Love matters more than any spiritual acts of service.


Back when I was a young mom, I struggled a lot with guilt over not being able to serve God as much at my church as I felt like I was “supposed” to.    

There were always needs for volunteers in Kids Ministry on Sunday mornings, needs for volunteers in the Awana program on Wednesday evenings, needs for volunteers for VBS.   There was Trunk-n-Treat which needed volunteers.   There was the Easter Kids Pancake breakfast which needed volunteers.  etc. …  

There were always ministry needs.   And I never had the strength to help much.  


I tried.   I really did.   I gave everything I had to serve in the “Blessed Beginnings” ministry – where we hosted Bridal showers and Baby showers for these big life milestones of couples in the church.   But it took more out of me than I had to give.   I would often wind up coming home in tears, due to utter exhaustion.  

The same was the case when I served for one year helping in childcare for MOPS (Mom of Preschoolers).   I really enjoyed being with the kids  …  but almost every week I would wind up driving home with tears rolling down my cheeks from utter exhaustion.  

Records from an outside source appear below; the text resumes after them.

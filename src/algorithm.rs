//! Algorithm tags and the key identifier strings persisted beside each field.

use serde::{Deserialize, Serialize};
use sha2::{Digest, Sha256};
use std::fmt;
use std::str::FromStr;

use fieldvault_keystore::KeyId;

use crate::error::FieldError;

/// Which cipher produced (or will produce) a stored value.
#[derive(Clone, Copy, Debug, Default, PartialEq, Eq, Hash, Serialize, Deserialize)]
#[serde(rename_all = "UPPERCASE")]
pub enum Algorithm {
    /// AES-128-GCM under the configured static key.
    #[default]
    Aes,
    /// RSA-OAEP directly under the active registry key.
    Rsa,
    /// Ephemeral AES-128-GCM key wrapped by RSA-OAEP.
    Hybrid,
}

impl Algorithm {
    /// The tag stored in the row's algorithm column.
    pub fn tag(&self) -> &'static str {
        match self {
            Algorithm::Aes => "AES",
            Algorithm::Rsa => "RSA",
            Algorithm::Hybrid => "HYBRID",
        }
    }

    /// Resolve a persisted tag. Untagged rows predate tagging and are AES.
    pub fn from_stored_tag(tag: Option<&str>) -> Result<Self, FieldError> {
        match tag.map(str::trim) {
            None | Some("") => Ok(Algorithm::Aes),
            Some(tag) => tag.parse(),
        }
    }
}

impl fmt::Display for Algorithm {
    fn fmt(&self, f: &mut fmt::Formatter<'_>) -> fmt::Result {
        f.write_str(self.tag())
    }
}

impl FromStr for Algorithm {
    type Err = FieldError;

    fn from_str(s: &str) -> Result<Self, Self::Err> {
        match s.trim().to_ascii_uppercase().as_str() {
            "AES" => Ok(Algorithm::Aes),
            "RSA" => Ok(Algorithm::Rsa),
            "HYBRID" => Ok(Algorithm::Hybrid),
            _ => Err(FieldError::UnsupportedAlgorithm(s.to_owned())),
        }
    }
}

/// Number of hex characters of the key digest kept in an AES key ref.
pub const AES_KEY_REF_HEX_CHARS: usize = 12;

/// `aes128:` followed by the first 12 hex chars of SHA-256(key).
pub fn aes_key_ref(key: &[u8]) -> String {
    let digest = hex::encode(Sha256::digest(key));
    format!("aes128:{}", &digest[..AES_KEY_REF_HEX_CHARS])
}

/// `rsa2048:<id>` for a 2048-bit key.
pub fn rsa_key_ref(bits: usize, id: KeyId) -> String {
    format!("rsa{bits}:{id}")
}

/// `hybrid:rsa2048:<id>` for a 2048-bit key.
pub fn hybrid_key_ref(bits: usize, id: KeyId) -> String {
    format!("hybrid:{}", rsa_key_ref(bits, id))
}

#[cfg(test)]
mod tests {
    use super::*;

    #[test]
    fn tags_roundtrip_and_reject_unknown() {
        for alg in [Algorithm::Aes, Algorithm::Rsa, Algorithm::Hybrid] {
            assert_eq!(alg.tag().parse::<Algorithm>().unwrap(), alg);
        }
        assert_eq!("hybrid".parse::<Algorithm>().unwrap(), Algorithm::Hybrid);
        assert!(matches!(
            "DES".parse::<Algorithm>(),
            Err(FieldError::UnsupportedAlgorithm(tag)) if tag == "DES"
        ));
    }

    #[test]
    fn untagged_rows_are_aes() {
        assert_eq!(Algorithm::from_stored_tag(None).unwrap(), Algorithm::Aes);
        assert_eq!(Algorithm::from_stored_tag(Some(" ")).unwrap(), Algorithm::Aes);
        assert!(Algorithm::from_stored_tag(Some("3DES")).is_err());
    }

    #[test]
    fn key_refs() {
        let r = aes_key_ref(&[0u8; 16]);
        assert!(r.starts_with("aes128:"));
        assert_eq!(r.len(), "aes128:".len() + 12);
        assert_eq!(r, aes_key_ref(&[0u8; 16]));
        assert_ne!(r, aes_key_ref(&[1u8; 16]));

        assert_eq!(rsa_key_ref(2048, KeyId::new(7)), "rsa2048:7");
        assert_eq!(hybrid_key_ref(2048, KeyId::new(7)), "hybrid:rsa2048:7");
    }

    #[test]
    fn serde_uses_tags() {
        assert_eq!(serde_json::to_string(&Algorithm::Hybrid).unwrap(), "\"HYBRID\"");
    }
}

Then I read a blog post from a young mom (back when blog posts were still a new and novel thing).   This mom was also struggling with guilt over feeling like she wasn’t serving God as much as she was “supposed” to.   She shared in her writing about how it reached a point that she would spend all her time and energy to make a nice meal to take to a family in need  …  then not have anything left to make her own family a nice meal.   In exhaustion she would pull out breakfast cereal to feed her family for dinner, because that’s all she could do.  

It was at this point God convicted her that she had it all backwards.   God showed her that when she was loving and serving her family that was serving him.   Every bit as much as “serving God” at church.   God showed her that her family was a ministry  …  every bit as much as the ministries at church.   

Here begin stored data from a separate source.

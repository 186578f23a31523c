//! Algorithm router and read-mode controller.
//!
//! Writes go to the cipher named by the current policy. Reads dispatch on the
//! algorithm tag stored with the row and honour the field group's storage mode:
//!
//! ```text
//!                  mirror non-empty     mirror empty
//! TRANSITION       return mirror        decrypt ciphertext (absent -> None)
//! CIPHER_ONLY      decrypt ciphertext   decrypt ciphertext (absent -> None)
//! ```
//!
//! Policy is read from the [`PolicyHandle`] on every call.

use std::sync::Arc;

use fieldvault_keystore::KeyRegistry;

use crate::algorithm::{hybrid_key_ref, rsa_key_ref, Algorithm};
use crate::cipher::{AsymmetricCipher, EncryptedValue, FieldCipher, HybridCipher, SymmetricCipher};
use crate::error::{FieldError, Result};
use crate::payload::Payload;
use crate::policy::{FieldGroup, PolicyHandle, StorageMode};

const TRACING_TARGET: &str = "fieldvault::router";

#[derive(Debug)]
pub struct FieldRouter {
    policy: PolicyHandle,
    symmetric: Option<SymmetricCipher>,
    registry: Option<Arc<KeyRegistry>>,
    asymmetric: Option<AsymmetricCipher>,
    hybrid: Option<HybridCipher>,
}

#[derive(Debug)]
pub struct FieldRouterBuilder {
    policy: PolicyHandle,
    symmetric: Option<SymmetricCipher>,
    registry: Option<Arc<KeyRegistry>>,
}

impl FieldRouterBuilder {
    /// Static AES key. Without one, AES reads and writes fail with
    /// `InvalidKeyConfiguration`.
    pub fn symmetric(mut self, cipher: SymmetricCipher) -> Self {
        self.symmetric = Some(cipher);
        self
    }

    /// Key registry backing the RSA and HYBRID ciphers.
    pub fn registry(mut self, registry: Arc<KeyRegistry>) -> Self {
        self.registry = Some(registry);
        self
    }

    pub fn build(self) -> FieldRouter {
        FieldRouter {
            policy: self.policy,
            symmetric: self.symmetric,
            asymmetric: self.registry.clone().map(AsymmetricCipher::new),
            hybrid: self.registry.clone().map(HybridCipher::new),
            registry: self.registry,
        }
    }
}

impl FieldRouter {
    pub fn builder(policy: PolicyHandle) -> FieldRouterBuilder {
        FieldRouterBuilder {
            policy,
            symmetric: None,
            registry: None,
        }
    }

    pub fn policy(&self) -> &PolicyHandle {
        &self.policy
    }

    pub fn registry(&self) -> Option<&Arc<KeyRegistry>> {
        self.registry.as_ref()
    }

    pub fn storage_mode(&self, group: FieldGroup) -> StorageMode {
        self.policy.get().mode_for(group)
    }

    pub fn write_algorithm(&self) -> Algorithm {
        self.policy.get().write_algorithm
    }

    // -----------------------------------------------------------------------
    // Cipher lookup
    // -----------------------------------------------------------------------

    fn symmetric(&self) -> Result<&SymmetricCipher> {
        self.symmetric
            .as_ref()
            .ok_or(FieldError::InvalidKeyConfiguration("no symmetric key configured"))
    }

    fn asymmetric(&self) -> Result<&AsymmetricCipher> {
        self.asymmetric
            .as_ref()
            .ok_or_else(|| FieldError::Config("key registry not configured".into()))
    }

    fn hybrid(&self) -> Result<&HybridCipher> {
        self.hybrid
            .as_ref()
            .ok_or_else(|| FieldError::Config("key registry not configured".into()))
    }

    pub fn cipher(&self, algorithm: Algorithm) -> Result<&dyn FieldCipher> {
        let cipher: &dyn FieldCipher = match algorithm {
            Algorithm::Aes => self.symmetric()?,
            Algorithm::Rsa => self.asymmetric()?,
            Algorithm::Hybrid => self.hybrid()?,
        };
        Ok(cipher)
    }

    // -----------------------------------------------------------------------
    // Writes
    // -----------------------------------------------------------------------

    /// Encrypt with the policy's current write algorithm.
    pub fn encrypt_for_write(&self, plaintext: &str) -> Result<EncryptedValue> {
        self.encrypt_with(self.write_algorithm(), plaintext)
    }

    pub fn encrypt_with(&self, algorithm: Algorithm, plaintext: &str) -> Result<EncryptedValue> {
        let value = self.cipher(algorithm)?.encrypt(plaintext)?;
        tracing::debug!(
            target: TRACING_TARGET,
            algorithm = %value.algorithm,
            key_ref = %value.key_ref,
            "encrypted field value"
        );
        Ok(value)
    }

    /// Key identifier a write would record right now, without encrypting.
    pub fn current_key_ref(&self) -> Result<String> {
        match self.write_algorithm() {
            Algorithm::Aes => Ok(self.symmetric()?.key_ref().to_owned()),
            alg => {
                let registry = self
                    .registry
                    .as_ref()
                    .ok_or_else(|| FieldError::Config("key registry not configured".into()))?;
                let key = registry.get_active_key()?;
                let bits = registry.public_key(&key)?.bits();
                Ok(if alg == Algorithm::Rsa {
                    rsa_key_ref(bits, key.id)
                } else {
                    hybrid_key_ref(bits, key.id)
                })
            }
        }
    }

    // -----------------------------------------------------------------------
    // Reads
    // -----------------------------------------------------------------------

    /// Decrypt a stored value. A missing tag means AES; an unknown one is
    /// `UnsupportedAlgorithm`. Every cipher error propagates unchanged.
    pub fn decrypt_strict(&self, tag: Option<&str>, payload: &str) -> Result<String> {
        let algorithm = Algorithm::from_stored_tag(tag)?;
        match Payload::parse(algorithm, payload)? {
            Payload::Symmetric(p) => self.symmetric()?.decrypt_payload(&p),
            Payload::Asymmetric(p) => self.asymmetric()?.decrypt_payload(&p),
            Payload::Hybrid(p) => self.hybrid()?.decrypt_payload(&p),
        }
    }

    /// [`decrypt_strict`](Self::decrypt_strict) with every error turned into `None`.
    pub fn decrypt_safe(&self, tag: Option<&str>, payload: &str) -> Option<String> {
        self.decrypt_strict(tag, payload)
            .map_err(|e| log_swallowed(&e, tag))
            .ok()
    }

    /// Resolve a field according to its group's storage mode.
    ///
    /// Returns `Ok(None)` when there is nothing to read. Decrypt failures
    /// propagate.
    pub fn read_value(
        &self,
        group: FieldGroup,
        ciphertext: Option<&str>,
        mirror: Option<&str>,
        tag: Option<&str>,
    ) -> Result<Option<String>> {
        let ciphertext = ciphertext.filter(|c| !c.is_empty());

        if self.storage_mode(group) == StorageMode::Transition {
            if let Some(mirror) = mirror.filter(|m| !m.is_empty()) {
                return Ok(Some(mirror.to_owned()));
            }
        }

        ciphertext
            .map(|payload| self.decrypt_strict(tag, payload))
            .transpose()
    }

    /// [`read_value`](Self::read_value) for display paths: any error becomes `None`.
    pub fn read_value_safe(
        &self,
        group: FieldGroup,
        ciphertext: Option<&str>,
        mirror: Option<&str>,
        tag: Option<&str>,
    ) -> Option<String> {
        self.read_value(group, ciphertext, mirror, tag)
            .unwrap_or_else(|e| {
                log_swallowed(&e, tag);
                None
            })
    }
}

fn log_swallowed(e: &FieldError, tag: Option<&str>) {
    tracing::warn!(
        target: TRACING_TARGET,
        kind = e.kind(),
        algorithm = tag.unwrap_or("AES"),
        "field decrypt failed, returning none"
    );
}

#[cfg(test)]
mod tests {
    use super::*;
    use crate::algorithm::aes_key_ref;
    use crate::policy::FieldPolicy;

    fn aes_router(policy: FieldPolicy) -> FieldRouter {
        FieldRouter::builder(PolicyHandle::new(policy))
            .symmetric(SymmetricCipher::new(&[5u8; 16]).unwrap())
            .build()
    }

    #[test]
    fn transition_prefers_mirror() {
        let router = aes_router(FieldPolicy::default());
        let stale = router.encrypt_for_write("old").unwrap();
        let v = router
            .read_value(FieldGroup::Salary, Some(&stale.payload), Some("new"), Some("AES"))
            .unwrap();
        assert_eq!(v.as_deref(), Some("new"));

        // A mirror that would fail to decrypt is still returned without touching crypto.
        let v = router
            .read_value(FieldGroup::Salary, Some("garbage"), Some("new"), Some("DES"))
            .unwrap();
        assert_eq!(v.as_deref(), Some("new"));
    }

    #[test]
    fn transition_falls_back_to_ciphertext() {
        let router = aes_router(FieldPolicy::default());
        let enc = router.encrypt_for_write("4200000").unwrap();
        let v = router
            .read_value(FieldGroup::Pii, Some(&enc.payload), Some(""), None)
            .unwrap();
        assert_eq!(v.as_deref(), Some("4200000"));
    }

    #[test]
    fn cipher_only_ignores_mirror() {
        let policy = FieldPolicy::default().with_mode(FieldGroup::Salary, StorageMode::CipherOnly);
        let router = aes_router(policy);
        let enc = router.encrypt_for_write("real").unwrap();
        let v = router
            .read_value(FieldGroup::Salary, Some(&enc.payload), Some("stale"), Some("AES"))
            .unwrap();
        assert_eq!(v.as_deref(), Some("real"));

        // Other group still in transition.
        let v = router
            .read_value(FieldGroup::Pii, Some(&enc.payload), Some("stale"), Some("AES"))
            .unwrap();
        assert_eq!(v.as_deref(), Some("stale"));
    }

    #[test]
    fn absent_everything_is_none() {
        for mode in [StorageMode::Transition, StorageMode::CipherOnly] {
            let router = aes_router(FieldPolicy::default().with_mode(FieldGroup::Pii, mode));
            assert_eq!(router.read_value(FieldGroup::Pii, None, None, None).unwrap(), None);
            assert_eq!(
                router.read_value(FieldGroup::Pii, Some(""), Some(""), Some("HYBRID")).unwrap(),
                None
            );
        }
    }

    #[test]
    fn unknown_tag_strict_vs_safe() {
        let router = aes_router(FieldPolicy::default());
        let enc = router.encrypt_for_write("x").unwrap();
        assert!(matches!(
            router.decrypt_strict(Some("DES"), &enc.payload),
            Err(FieldError::UnsupportedAlgorithm(_))
        ));
        assert_eq!(router.decrypt_safe(Some("DES"), &enc.payload), None);
        assert_eq!(
            router.read_value_safe(FieldGroup::Salary, Some(&enc.payload), None, Some("DES")),
            None
        );
    }

    #[test]
    fn missing_ciphers_are_reported() {
        let router = FieldRouter::builder(PolicyHandle::default()).build();
        assert!(matches!(
            router.encrypt_for_write("x"),
            Err(FieldError::InvalidKeyConfiguration(_))
        ));
        assert!(matches!(
            router.encrypt_with(Algorithm::Hybrid, "x"),
            Err(FieldError::Config(_))
        ));
    }

    #[test]
    fn policy_is_read_per_call() {
        let router = aes_router(FieldPolicy::default());
        let enc = router.encrypt_for_write("v").unwrap();
        assert_eq!(
            router
                .read_value(FieldGroup::Pii, Some(&enc.payload), Some("m"), None)
                .unwrap()
                .as_deref(),
            Some("m")
        );
        router
            .policy()
            .update(|p| p.with_mode(FieldGroup::Pii, StorageMode::CipherOnly));
        assert_eq!(
            router
                .read_value(FieldGroup::Pii, Some(&enc.payload), Some("m"), None)
                .unwrap()
                .as_deref(),
            Some("v")
        );
    }

    #[test]
    fn aes_key_ref_matches_cipher() {
        let router = aes_router(FieldPolicy::default());
        let enc = router.encrypt_for_write("v").unwrap();
        assert_eq!(enc.key_ref, router.current_key_ref().unwrap());
        assert_eq!(enc.key_ref, aes_key_ref(&[5u8; 16]));
        assert_eq!(enc.algorithm, Algorithm::Aes);
    }
}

This lady’s insights had a profound impact on me!  


It helped enormously to see that when I gave my time and effort to love and serve my family  …  that was serving God.   Every bit as much as “serving God” at my church.    


When I spent my time doing laundry so my family could have clean clothes  …  that was serving God.   Every bit as much as “serving God” at my church.  

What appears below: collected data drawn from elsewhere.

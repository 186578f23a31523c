//! # Field Vault Envelope
//!
//! Cryptographic primitives for field-level envelope encryption.
//!
//! ## Quick Start
//!
//! ```rust
//! use fieldvault_envelope::{aead, oaep};
//!
//! let (pk, sk) = oaep::keygen(1024).unwrap();
//!
//! // Envelope: seal the value under a fresh data key, wrap the data key under RSA.
//! let data_key = aead::generate_key128().unwrap();
//! let sealed = aead::seal_aes128(&data_key, b"secret", b"").unwrap();
//! let wrapped_key = oaep::encrypt(&pk, data_key.as_slice()).unwrap();
//!
//! let recovered = oaep::decrypt(&sk, &wrapped_key).unwrap();
//! let key: [u8; 16] = recovered.as_slice().try_into().unwrap();
//! let plaintext = aead::open_aes128(&key, &sealed.nonce, &sealed.tag, &sealed.ciphertext, b"").unwrap();
//! assert_eq!(plaintext, b"secret");
//! ```
//!
//! ## Security Properties
//!
//! - **Uniform errors**: every open/decrypt failure is the same `DecryptionError`
//! - **Fresh randomness**: nonces and data keys come from the OS RNG on every call
//! - **Wrapped at rest**: private keys are only persisted under the master secret
//!
//! ## What's NOT Provided
//!
//! - Key management (see `fieldvault-keystore`)
//! - Payload formats (see `fieldvault`)
//! - Streaming encryption

#![deny(unsafe_code)]

pub mod aead;
mod error;
pub mod oaep;
pub mod wrap;

pub use aead::Sealed;
pub use error::{DecryptionError, EncodingError};
pub use oaep::{PublicKey, SecretKey};
pub use wrap::MasterSecret;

When I labored to prepare healthy meals for my family  …  that was serving God.  


When I didn’t have time or strength to volunteer for the church ministries, because I was using my limited time and strength to love on my own family  …  that was serving God.   


This lifted the perpetual guilt I was always feeling over not being able to “serve God” like I was “supposed” to.  


When we love and care for those whom God has specifically given to us to love and care for  …  this is our service to Him.   And if there is time and energy left over to do more, great!     

God gives everyone different amounts of strength, energy, and stamina.   A lot of people can “serve God” a lot more than I can.   God has only given me a small portion of strength, energy, and stamina.   So, I love my family first  …  I love my people well.   This is what God calls us each to do.   To love our people well.   


If I have the gift of prophecy  …  and if I have a faith that can move mountains, but have not love, I am nothing.   If I give all I possess to the poor and surrender my body to the flames, but have not love, I gain nothing.”  – 1 Corinthians 13:2-3

(The lighthouse pictured here is Point-No-Point Lighthouse. I chose this particular lighthouse for this post because … if we know everything there is to know about the Bible, but we don’t love our people well … what’s the point? If we go to church services faithfully and consistently our entire life, but we don’t love our people well … what’s the point? If we’ve read bookshelves full of theology books, but we don’t love our people well … what’s the point? If we do good deeds and acts of service for the needy, but we don’t love our own people well … what’s the point?)